_Exercise goal:_ The entries that follow need to be returned without any alteration.

[Collected data]
*** Begin section ***
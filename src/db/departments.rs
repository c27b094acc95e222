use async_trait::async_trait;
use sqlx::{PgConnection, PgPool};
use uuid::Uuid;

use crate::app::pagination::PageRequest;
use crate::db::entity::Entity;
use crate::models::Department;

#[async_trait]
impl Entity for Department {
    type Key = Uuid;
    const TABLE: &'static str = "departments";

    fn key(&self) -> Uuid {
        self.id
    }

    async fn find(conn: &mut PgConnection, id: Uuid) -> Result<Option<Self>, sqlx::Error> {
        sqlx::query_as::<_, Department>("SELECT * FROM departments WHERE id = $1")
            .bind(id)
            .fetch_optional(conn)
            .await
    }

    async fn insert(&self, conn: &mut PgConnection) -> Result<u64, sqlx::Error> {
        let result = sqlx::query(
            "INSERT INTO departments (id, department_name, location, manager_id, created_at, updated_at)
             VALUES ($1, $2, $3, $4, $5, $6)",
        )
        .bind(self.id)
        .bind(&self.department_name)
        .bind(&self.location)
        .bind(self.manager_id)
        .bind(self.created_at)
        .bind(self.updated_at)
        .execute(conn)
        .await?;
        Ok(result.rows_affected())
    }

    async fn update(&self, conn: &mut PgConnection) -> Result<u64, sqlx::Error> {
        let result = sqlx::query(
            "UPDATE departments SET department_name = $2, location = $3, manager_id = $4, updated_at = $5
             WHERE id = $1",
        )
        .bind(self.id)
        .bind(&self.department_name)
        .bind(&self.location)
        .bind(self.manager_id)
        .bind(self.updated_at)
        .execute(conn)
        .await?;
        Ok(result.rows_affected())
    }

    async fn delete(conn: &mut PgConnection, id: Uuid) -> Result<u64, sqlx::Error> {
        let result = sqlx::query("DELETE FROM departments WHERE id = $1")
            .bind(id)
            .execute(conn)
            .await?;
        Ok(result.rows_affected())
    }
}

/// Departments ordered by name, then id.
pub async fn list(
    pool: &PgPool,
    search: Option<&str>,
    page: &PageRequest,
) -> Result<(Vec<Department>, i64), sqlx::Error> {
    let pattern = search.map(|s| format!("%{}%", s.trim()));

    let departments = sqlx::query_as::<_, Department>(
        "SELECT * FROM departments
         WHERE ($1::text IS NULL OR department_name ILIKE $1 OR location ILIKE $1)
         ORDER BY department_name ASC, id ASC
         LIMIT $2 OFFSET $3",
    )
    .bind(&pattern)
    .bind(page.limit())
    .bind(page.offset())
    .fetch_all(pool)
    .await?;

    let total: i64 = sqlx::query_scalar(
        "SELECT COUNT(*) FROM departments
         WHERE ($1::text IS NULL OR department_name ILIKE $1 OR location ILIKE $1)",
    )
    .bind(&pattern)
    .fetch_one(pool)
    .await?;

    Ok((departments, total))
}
*** End section ***
_Your solution:_
filename src/db/departments.rs
repository c27b094acc95e222
use async_trait::async_trait;
use sqlx::{PgConnection, PgPool};
use uuid::Uuid;

use crate::app::pagination::PageRequest;
use crate::db::entity::Entity;
use crate::models::Department;

#[async_trait]
impl Entity for Department {
    type Key = Uuid;
    const TABLE: &'static str = "departments";

    fn key(&self) -> Uuid {
        self.id
    }

    async fn find(conn: &mut PgConnection, id: Uuid) -> Result<Option<Self>, sqlx::Error> {
        sqlx::query_as::<_, Department>("SELECT * FROM departments WHERE id = $1")
            .bind(id)
            .fetch_optional(conn)
            .await
    }

    async fn insert(&self, conn: &mut PgConnection) -> Result<u64, sqlx::Error> {
        let result = sqlx::query(
            "INSERT INTO departments (id, department_name, location, manager_id, created_at, updated_at)
             VALUES ($1, $2, $3, $4, $5, $6)",
        )
        .bind(self.id)
        .bind(&self.department_name)
        .bind(&self.location)
        .bind(self.manager_id)
        .bind(self.created_at)
        .bind(self.updated_at)
        .execute(conn)
        .await?;
        Ok(result.rows_affected())
    }

    async fn update(&self, conn: &mut PgConnection) -> Result<u64, sqlx::Error> {
        let result = sqlx::query(
            "UPDATE departments SET department_name = $2, location = $3, manager_id = $4, updated_at = $5
             WHERE id = $1",
        )
        .bind(self.id)
        .bind(&self.department_name)
        .bind(&self.location)
        .bind(self.manager_id)
        .bind(self.updated_at)
        .execute(conn)
        .await?;
        Ok(result.rows_affected())
    }

    async fn delete(conn: &mut PgConnection, id: Uuid) -> Result<u64, sqlx::Error> {
        let result = sqlx::query("DELETE FROM departments WHERE id = $1")
            .bind(id)
            .execute(conn)
            .await?;
        Ok(result.rows_affected())
    }
}

/// Departments ordered by name, then id.
pub async fn list(
    pool: &PgPool,
    search: Option<&str>,
    page: &PageRequest,
) -> Result<(Vec<Department>, i64), sqlx::Error> {
    let pattern = search.map(|s| format!("%{}%", s.trim()));

    let departments = sqlx::query_as::<_, Department>(
        "SELECT * FROM departments
         WHERE ($1::text IS NULL OR department_name ILIKE $1 OR location ILIKE $1)
         ORDER BY department_name ASC, id ASC
         LIMIT $2 OFFSET $3",
    )
    .bind(&pattern)
    .bind(page.limit())
    .bind(page.offset())
    .fetch_all(pool)
    .await?;

    let total: i64 = sqlx::query_scalar(
        "SELECT COUNT(*) FROM departments
         WHERE ($1::text IS NULL OR department_name ILIKE $1 OR location ILIKE $1)",
    )
    .bind(&pattern)
    .fetch_one(pool)
    .await?;

    Ok((departments, total))
}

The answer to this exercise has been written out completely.